//! The fridge actor: sole owner of stock and order history.

use std::time::Duration;

use domain::{OrderRecord, Product, Stock};
use serde::{Deserialize, Serialize};
use tokio::sync::{broadcast, mpsc, oneshot};
use tokio::task::JoinHandle;

use crate::aggregator::{AggregatorId, OrderAggregator};
use crate::capacity::{CapacityHandle, CapacityKind, CapacityState, CapacityTracker};
use crate::config::FridgeConfig;
use crate::error::{FridgeError, Result};
use crate::events::{EVENT_BUFFER, FridgeEvent};

pub(crate) enum FridgeCommand {
    RequestOrder(Product),
    Consume(Product),
    CommitStock {
        product: Product,
        aggregator_id: AggregatorId,
    },
    DisplayStock,
    DisplayOrderHistory,
    Inspect(oneshot::Sender<(Stock, Vec<OrderRecord>)>),
}

/// Read-only view of the fridge and both trackers.
#[derive(Debug, Clone, PartialEq, Eq, Serialize, Deserialize)]
pub struct FridgeSnapshot {
    pub stock: Stock,
    pub orders: Vec<OrderRecord>,
    pub weight: CapacityState,
    pub space: CapacityState,
}

/// Inventory owner actor.
///
/// Stock only changes through `Consume` (one instance out) and `CommitStock`
/// (one instance in, sent by an order aggregator). Tracker counters follow
/// each stock change through separate fire-and-forget messages, so they are
/// not updated atomically with the stock.
pub struct Fridge {
    stock: Stock,
    orders: Vec<OrderRecord>,
    weight: CapacityHandle,
    space: CapacityHandle,
    events: broadcast::Sender<FridgeEvent>,
    mailbox: mpsc::UnboundedReceiver<FridgeCommand>,
    myself: mpsc::WeakUnboundedSender<FridgeCommand>,
    reply_timeout: Option<Duration>,
}

impl Fridge {
    /// Spawns the fridge and its two capacity trackers.
    ///
    /// Trackers are seeded from the initial stock. The fridge task ends once
    /// every [`FridgeHandle`] (including those held by in-flight order
    /// aggregators) has been dropped and the mailbox is drained. A reorder
    /// triggered by a `Consume` still queued at that point is logged and
    /// dropped.
    pub fn spawn(config: FridgeConfig) -> (FridgeHandle, JoinHandle<()>) {
        let stock: Stock = config.initial_stock.into_iter().collect();
        let weight = CapacityTracker::spawn(
            CapacityKind::Weight,
            stock.total_weight(),
            config.max_weight,
        );
        let space =
            CapacityTracker::spawn(CapacityKind::Space, stock.len() as i64, config.max_space);

        let (sender, mailbox) = mpsc::unbounded_channel();
        let (events, _) = broadcast::channel(EVENT_BUFFER);

        let fridge = Self {
            stock,
            orders: Vec::new(),
            weight: weight.clone(),
            space: space.clone(),
            events: events.clone(),
            mailbox,
            myself: sender.downgrade(),
            reply_timeout: config.reply_timeout,
        };
        let join = tokio::spawn(fridge.run());

        let handle = FridgeHandle {
            sender,
            events,
            weight,
            space,
        };
        (handle, join)
    }

    async fn run(mut self) {
        tracing::info!(items = self.stock.len(), "fridge started");

        while let Some(command) = self.mailbox.recv().await {
            self.handle(command);
        }

        tracing::info!(
            items = self.stock.len(),
            orders = self.orders.len(),
            "fridge stopped"
        );
    }

    fn handle(&mut self, command: FridgeCommand) {
        match command {
            FridgeCommand::RequestOrder(product) => self.on_request_order(product),
            FridgeCommand::Consume(product) => self.on_consume(product),
            FridgeCommand::CommitStock {
                product,
                aggregator_id,
            } => self.on_commit_stock(product, aggregator_id),
            FridgeCommand::DisplayStock => self.on_display_stock(),
            FridgeCommand::DisplayOrderHistory => self.on_display_order_history(),
            FridgeCommand::Inspect(respond_to) => {
                let _ = respond_to.send((self.stock.clone(), self.orders.clone()));
            }
        }
    }

    #[tracing::instrument(skip_all, fields(product = product.name()))]
    fn on_request_order(&mut self, product: Product) {
        // Aggregators commit through a strong handle; without one nobody is
        // left to receive the result.
        let Some(sender) = self.myself.upgrade() else {
            tracing::warn!("fridge shutting down, order request dropped");
            return;
        };
        let fridge = FridgeHandle {
            sender,
            events: self.events.clone(),
            weight: self.weight.clone(),
            space: self.space.clone(),
        };

        metrics::counter!("fridge_orders_requested_total").increment(1);
        let aggregator_id = OrderAggregator::spawn(
            product.clone(),
            fridge,
            &self.weight,
            &self.space,
            self.events.clone(),
            self.reply_timeout,
        );
        tracing::info!(%aggregator_id, "order aggregator spawned");
        self.publish(FridgeEvent::OrderRequested {
            aggregator_id,
            product,
        });
    }

    #[tracing::instrument(skip_all, fields(product = product.name()))]
    fn on_consume(&mut self, product: Product) {
        let remaining = match self.stock.remove_one(&product) {
            Ok(remaining) => remaining,
            Err(e) => {
                metrics::counter!("fridge_consume_missed_total").increment(1);
                tracing::info!(reason = %e, "nothing to consume");
                self.publish(FridgeEvent::ConsumeMissed { product });
                return;
            }
        };

        metrics::counter!("fridge_consume_total").increment(1);
        tracing::info!(remaining, "removed from fridge");
        self.tell_tracker(&self.weight, |t| t.remove(product.unit_weight()));
        self.tell_tracker(&self.space, |t| t.remove(1));
        self.publish(FridgeEvent::Consumed {
            product: product.clone(),
            remaining,
        });

        if remaining == 0 {
            tracing::info!("last one consumed, ordering more");
            self.publish(FridgeEvent::ReplenishmentTriggered {
                product: product.clone(),
            });
            // Queued behind whatever is already in the mailbox.
            match self.myself.upgrade() {
                Some(sender) => {
                    let _ = sender.send(FridgeCommand::RequestOrder(product));
                }
                None => tracing::warn!("fridge shutting down, reorder dropped"),
            }
        }
    }

    #[tracing::instrument(skip_all, fields(product = product.name(), %aggregator_id))]
    fn on_commit_stock(&mut self, product: Product, aggregator_id: AggregatorId) {
        self.stock.add(product.clone());
        self.tell_tracker(&self.weight, |t| t.add(product.unit_weight()));
        self.tell_tracker(&self.space, |t| t.add(1));
        tracing::info!(items = self.stock.len(), "added to fridge");

        let order = OrderRecord::new(product);
        println!("\n{}", order.receipt());
        self.orders.push(order.clone());

        metrics::counter!("fridge_orders_committed_total").increment(1);
        self.publish(FridgeEvent::StockCommitted {
            aggregator_id,
            order,
        });
    }

    fn on_display_stock(&self) {
        println!("\n{}", self.stock);
    }

    fn on_display_order_history(&self) {
        println!("\nOrder history:");
        if self.orders.is_empty() {
            println!("  (no orders)");
        }
        for order in &self.orders {
            println!("  {order}");
        }
        println!("Total spent\t{}", OrderRecord::sum_totals(&self.orders));
        println!();
    }

    fn tell_tracker(
        &self,
        tracker: &CapacityHandle,
        send: impl FnOnce(&CapacityHandle) -> Result<()>,
    ) {
        if let Err(e) = send(tracker) {
            tracing::warn!(tracker = tracker.kind().as_str(), error = %e, "capacity update lost");
        }
    }

    fn publish(&self, event: FridgeEvent) {
        // No subscribers is fine.
        let _ = self.events.send(event);
    }
}

/// Cloneable address of a running [`Fridge`].
///
/// Every command is fire-and-forget. Results of order requests are observable
/// through [`FridgeHandle::subscribe`] and [`FridgeHandle::snapshot`].
#[derive(Clone)]
pub struct FridgeHandle {
    sender: mpsc::UnboundedSender<FridgeCommand>,
    events: broadcast::Sender<FridgeEvent>,
    weight: CapacityHandle,
    space: CapacityHandle,
}

impl FridgeHandle {
    /// Asks the fridge to order one instance of `product`.
    pub fn request_order(&self, product: Product) -> Result<()> {
        self.tell(FridgeCommand::RequestOrder(product))
    }

    /// Takes one instance of `product` out of the fridge.
    pub fn consume(&self, product: Product) -> Result<()> {
        self.tell(FridgeCommand::Consume(product))
    }

    /// Prints the current stock.
    pub fn display_stock(&self) -> Result<()> {
        self.tell(FridgeCommand::DisplayStock)
    }

    /// Prints the order history.
    pub fn display_order_history(&self) -> Result<()> {
        self.tell(FridgeCommand::DisplayOrderHistory)
    }

    /// Returns stock, history and both capacity counters.
    ///
    /// Everything sent to the fridge before this call is reflected, apart from
    /// orders whose aggregator has not decided yet.
    pub async fn snapshot(&self) -> Result<FridgeSnapshot> {
        let (respond_to, response) = oneshot::channel();
        self.tell(FridgeCommand::Inspect(respond_to))?;
        let (stock, orders) = response
            .await
            .map_err(|_| FridgeError::ReplyDropped { actor: "fridge" })?;

        Ok(FridgeSnapshot {
            stock,
            orders,
            weight: self.weight.state().await?,
            space: self.space.state().await?,
        })
    }

    /// Subscribes to pipeline events published from now on.
    pub fn subscribe(&self) -> broadcast::Receiver<FridgeEvent> {
        self.events.subscribe()
    }

    pub fn weight_tracker(&self) -> &CapacityHandle {
        &self.weight
    }

    pub fn space_tracker(&self) -> &CapacityHandle {
        &self.space
    }

    pub(crate) fn commit_stock(&self, product: Product, aggregator_id: AggregatorId) -> Result<()> {
        self.tell(FridgeCommand::CommitStock {
            product,
            aggregator_id,
        })
    }

    fn tell(&self, command: FridgeCommand) -> Result<()> {
        self.sender
            .send(command)
            .map_err(|_| FridgeError::MailboxClosed { actor: "fridge" })
    }
}

#[cfg(test)]
impl FridgeHandle {
    /// Builds a handle over a bare channel so tests can play the fridge.
    pub(crate) fn detached(
        weight: CapacityHandle,
        space: CapacityHandle,
    ) -> (
        Self,
        mpsc::UnboundedReceiver<FridgeCommand>,
        broadcast::Sender<FridgeEvent>,
    ) {
        let (sender, mailbox) = mpsc::unbounded_channel();
        let (events, _) = broadcast::channel(EVENT_BUFFER);
        let handle = Self {
            sender,
            events: events.clone(),
            weight,
            space,
        };
        (handle, mailbox, events)
    }
}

> _PROBLEM DESCRIPTION_: From the entries above, write out only the lines starting at the line that holds "fn on_consume(&mut self, product: Product)" and ending at the line that holds "one consumed, ordering", keeping both and matching them exactly.

> _RESPONSE AREA_:
    fn on_consume(&mut self, product: Product) {
        let remaining = match self.stock.remove_one(&product) {
            Ok(remaining) => remaining,
            Err(e) => {
                metrics::counter!("fridge_consume_missed_total").increment(1);
                tracing::info!(reason = %e, "nothing to consume");
                self.publish(FridgeEvent::ConsumeMissed { product });
                return;
            }
        };

        metrics::counter!("fridge_consume_total").increment(1);
        tracing::info!(remaining, "removed from fridge");
        self.tell_tracker(&self.weight, |t| t.remove(product.unit_weight()));
        self.tell_tracker(&self.space, |t| t.remove(1));
        self.publish(FridgeEvent::Consumed {
            product: product.clone(),
            remaining,
        });

        if remaining == 0 {
            tracing::info!("last one consumed, ordering more");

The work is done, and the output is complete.